◆ Problem statement
Only the lines from the beginning of the data below through the line that contains "pub fn accepts(&self, path: &str)" should be repeated, exactly as written.

◆ Listed entries

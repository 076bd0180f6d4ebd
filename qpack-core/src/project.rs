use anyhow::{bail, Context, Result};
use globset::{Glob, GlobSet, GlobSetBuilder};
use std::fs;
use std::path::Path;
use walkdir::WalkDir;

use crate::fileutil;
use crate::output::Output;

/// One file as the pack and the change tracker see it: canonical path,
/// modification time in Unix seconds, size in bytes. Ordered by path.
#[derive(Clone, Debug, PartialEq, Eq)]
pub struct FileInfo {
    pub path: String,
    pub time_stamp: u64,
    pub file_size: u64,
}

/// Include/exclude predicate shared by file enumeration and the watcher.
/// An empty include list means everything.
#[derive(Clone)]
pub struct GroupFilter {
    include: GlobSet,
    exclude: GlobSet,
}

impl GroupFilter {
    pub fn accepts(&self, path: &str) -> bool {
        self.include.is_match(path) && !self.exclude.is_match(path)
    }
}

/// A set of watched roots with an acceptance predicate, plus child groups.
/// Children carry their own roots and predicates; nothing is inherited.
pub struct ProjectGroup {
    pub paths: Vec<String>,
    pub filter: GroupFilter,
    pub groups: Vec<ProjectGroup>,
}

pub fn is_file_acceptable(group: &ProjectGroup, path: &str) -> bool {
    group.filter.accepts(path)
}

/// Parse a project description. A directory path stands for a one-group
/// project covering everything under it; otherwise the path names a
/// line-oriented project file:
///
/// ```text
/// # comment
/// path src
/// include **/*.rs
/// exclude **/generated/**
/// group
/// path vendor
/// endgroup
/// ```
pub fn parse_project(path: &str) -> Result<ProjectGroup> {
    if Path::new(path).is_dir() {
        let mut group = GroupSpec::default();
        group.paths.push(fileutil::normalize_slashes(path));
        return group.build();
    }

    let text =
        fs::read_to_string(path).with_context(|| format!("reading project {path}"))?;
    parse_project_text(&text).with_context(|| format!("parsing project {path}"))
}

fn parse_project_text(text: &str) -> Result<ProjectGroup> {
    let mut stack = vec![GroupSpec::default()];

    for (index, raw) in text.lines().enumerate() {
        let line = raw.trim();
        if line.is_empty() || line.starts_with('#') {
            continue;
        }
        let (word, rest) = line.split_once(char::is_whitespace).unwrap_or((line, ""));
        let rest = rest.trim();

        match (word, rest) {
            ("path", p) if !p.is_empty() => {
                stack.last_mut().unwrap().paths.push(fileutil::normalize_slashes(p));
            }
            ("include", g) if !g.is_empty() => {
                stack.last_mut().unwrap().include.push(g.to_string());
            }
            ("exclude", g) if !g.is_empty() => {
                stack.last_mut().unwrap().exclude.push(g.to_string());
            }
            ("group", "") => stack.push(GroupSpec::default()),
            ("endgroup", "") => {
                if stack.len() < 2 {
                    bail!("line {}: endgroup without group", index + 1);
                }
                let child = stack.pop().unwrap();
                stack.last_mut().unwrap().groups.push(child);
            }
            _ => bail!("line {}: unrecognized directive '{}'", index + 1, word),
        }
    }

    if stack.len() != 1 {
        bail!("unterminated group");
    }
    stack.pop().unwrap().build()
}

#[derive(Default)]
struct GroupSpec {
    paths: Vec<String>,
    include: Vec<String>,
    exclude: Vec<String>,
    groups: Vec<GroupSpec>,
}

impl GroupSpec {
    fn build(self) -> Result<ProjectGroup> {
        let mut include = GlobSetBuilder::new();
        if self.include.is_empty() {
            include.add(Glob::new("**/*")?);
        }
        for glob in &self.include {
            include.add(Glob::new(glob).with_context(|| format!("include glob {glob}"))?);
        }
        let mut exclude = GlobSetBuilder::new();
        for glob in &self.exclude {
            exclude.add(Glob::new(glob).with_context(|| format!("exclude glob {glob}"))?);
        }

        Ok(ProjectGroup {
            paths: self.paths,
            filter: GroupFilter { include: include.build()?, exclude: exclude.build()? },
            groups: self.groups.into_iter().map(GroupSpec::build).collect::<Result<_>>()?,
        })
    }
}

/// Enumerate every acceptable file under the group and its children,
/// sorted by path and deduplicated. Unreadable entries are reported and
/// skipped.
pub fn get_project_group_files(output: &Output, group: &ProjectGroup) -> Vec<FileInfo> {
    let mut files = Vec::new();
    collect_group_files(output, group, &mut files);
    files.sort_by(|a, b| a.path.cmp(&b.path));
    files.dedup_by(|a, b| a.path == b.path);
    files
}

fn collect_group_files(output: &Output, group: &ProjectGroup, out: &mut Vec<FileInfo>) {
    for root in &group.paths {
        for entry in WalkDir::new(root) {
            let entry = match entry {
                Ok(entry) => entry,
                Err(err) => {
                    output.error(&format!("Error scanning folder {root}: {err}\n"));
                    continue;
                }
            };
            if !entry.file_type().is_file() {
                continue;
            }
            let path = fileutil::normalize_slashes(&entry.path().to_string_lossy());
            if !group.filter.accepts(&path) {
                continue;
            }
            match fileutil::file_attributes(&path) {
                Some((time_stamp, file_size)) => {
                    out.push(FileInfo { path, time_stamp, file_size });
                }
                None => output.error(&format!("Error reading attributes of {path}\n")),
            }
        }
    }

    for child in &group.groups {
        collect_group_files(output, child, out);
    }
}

◆ Problem solution
repository 076bd0180f6d4ebd
filename qpack-core/src/project.rs
use anyhow::{bail, Context, Result};
use globset::{Glob, GlobSet, GlobSetBuilder};
use std::fs;
use std::path::Path;
use walkdir::WalkDir;

use crate::fileutil;
use crate::output::Output;

/// One file as the pack and the change tracker see it: canonical path,
/// modification time in Unix seconds, size in bytes. Ordered by path.
#[derive(Clone, Debug, PartialEq, Eq)]
pub struct FileInfo {
    pub path: String,
    pub time_stamp: u64,
    pub file_size: u64,
}

/// Include/exclude predicate shared by file enumeration and the watcher.
/// An empty include list means everything.
#[derive(Clone)]
pub struct GroupFilter {
    include: GlobSet,
    exclude: GlobSet,
}

impl GroupFilter {
    pub fn accepts(&self, path: &str) -> bool {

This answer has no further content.